▸ **Directions for this task**
With the line that contains "spawned for a" as the final line, return every line from the start of the data below exactly.

Source records:
◆ ◆ ◆ ◆

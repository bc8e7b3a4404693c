//! # Execution Contexts
//!
//! An execution context is one independent instance of the scripting
//! engine's global state. The parallel runtime needs very little from it:
//!
//! - read and write named globals
//! - invoke a global function by name with a resumable-call outcome
//! - load and run a chunk of script text
//! - learn which runtime to forward `coordinator:*` calls to
//!
//! Engines create contexts through [`ScriptEngine`]. A context spawned for a
//! worker is derived from the main context (same function definitions, its
//! own globals) and registered with the engine for as long as the worker
//! holds it, so the engine does not reclaim it early.

use std::fmt;
use std::sync::Weak;

use uuid::Uuid;

use crate::errors::ScriptError;
use crate::runtime::ParallelRuntime;
use crate::value::Value;

/// Identity of an execution context
pub type ContextId = Uuid;

/// Outcome of a resumable invocation.
#[derive(Debug, Clone, PartialEq)]
pub enum Invocation {
    /// The function returned normally with these results
    Completed(Vec<Value>),
    /// The function yielded and is still runnable; values yielded so far
    Suspended(Vec<Value>),
    /// The function raised an error; the context may be corrupted
    Errored(ScriptError),
}

impl Invocation {
    /// `Completed` and `Suspended` leave the context usable
    pub fn is_healthy(&self) -> bool {
        !matches!(self, Invocation::Errored(_))
    }

    /// Status label for logs
    pub fn status(&self) -> &'static str {
        match self {
            Invocation::Completed(_) => "completed",
            Invocation::Suspended(_) => "suspended",
            Invocation::Errored(_) => "errored",
        }
    }

    /// Results left behind by the call, empty when it errored
    pub fn into_results(self) -> Vec<Value> {
        match self {
            Invocation::Completed(values) | Invocation::Suspended(values) => values,
            Invocation::Errored(_) => Vec::new(),
        }
    }
}

/// One independent instance of the engine's global state.
///
/// Methods take `&self`: contexts synchronize their own state so the main
/// context can be written by workers (under the coordinator's execution
/// lock) while the main script keeps running.
pub trait ExecutionContext: fmt::Debug + Send + Sync {
    fn id(&self) -> ContextId;

    /// Returns a copy of the named global, `None` when unset
    fn global(&self, name: &str) -> Option<Value>;

    /// Sets a named global; setting `Nil` clears it
    fn set_global(&self, name: &str, value: Value);

    /// Whether a callable global with this name exists
    fn has_function(&self, name: &str) -> bool;

    /// Looks up `function` and calls it with `args`
    fn invoke(&self, function: &str, args: Vec<Value>) -> Invocation;

    /// Loads a chunk of script text and runs it to completion
    fn load(&self, chunk: &str, source: &str) -> Result<(), ScriptError>;

    /// Binds the runtime that `coordinator:*` calls in this context reach.
    ///
    /// Weak so a context stored inside the runtime does not keep it alive.
    fn bind_runtime(&self, runtime: Weak<dyn ParallelRuntime>);
}

/// Token that keeps a context registered with its engine.
///
/// Dropping the token releases the registration.
pub struct Registration {
    context: ContextId,
    release: Option<Box<dyn FnOnce(ContextId) + Send + Sync>>,
}

impl Registration {
    pub fn new(context: ContextId, release: impl FnOnce(ContextId) + Send + Sync + 'static) -> Self {
        Self {
            context,
            release: Some(Box::new(release)),
        }
    }

    /// Registration for engines that do not track contexts
    pub fn detached(context: ContextId) -> Self {
        Self { context, release: None }
    }

    pub fn context(&self) -> ContextId {
        self.context
    }
}

impl Drop for Registration {
    fn drop(&mut self) {
        if let Some(release) = self.release.take() {
            release(self.context);
        }
    }
}

impl fmt::Debug for Registration {
    fn fmt(&self, f: &mut fmt::Formatter<'_>) -> fmt::Result {
        f.debug_struct("Registration")
            .field("context", &self.context)
            .field("tracked", &self.release.is_some())
            .finish()
    }
}

/// Factory for execution contexts.
pub trait ScriptEngine: fmt::Debug + Send + Sync {
    /// Engine name, used in logs
    fn name(&self) -> &str;

    /// Creates a fresh top-level (main) context
    fn create_context(&self) -> Result<Box<dyn ExecutionContext>, ScriptError>;

    /// Spawns a context that shares `parent`'s definitions but owns its globals
    fn spawn_context(
        &self,
        parent: &dyn ExecutionContext,
    ) -> Result<Box<dyn ExecutionContext>, ScriptError>;

    /// Registers a context so the engine keeps it alive until the token drops
    fn register(&self, context: &dyn ExecutionContext) -> Registration;
}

◆ ◆ ◆ ◆

▸ **Your solution**
repository bc8e7b3a4404693c
//! # Execution Contexts
//!
//! An execution context is one independent instance of the scripting
//! engine's global state. The parallel runtime needs very little from it:
//!
//! - read and write named globals
//! - invoke a global function by name with a resumable-call outcome
//! - load and run a chunk of script text
//! - learn which runtime to forward `coordinator:*` calls to
//!
//! Engines create contexts through [`ScriptEngine`]. A context spawned for a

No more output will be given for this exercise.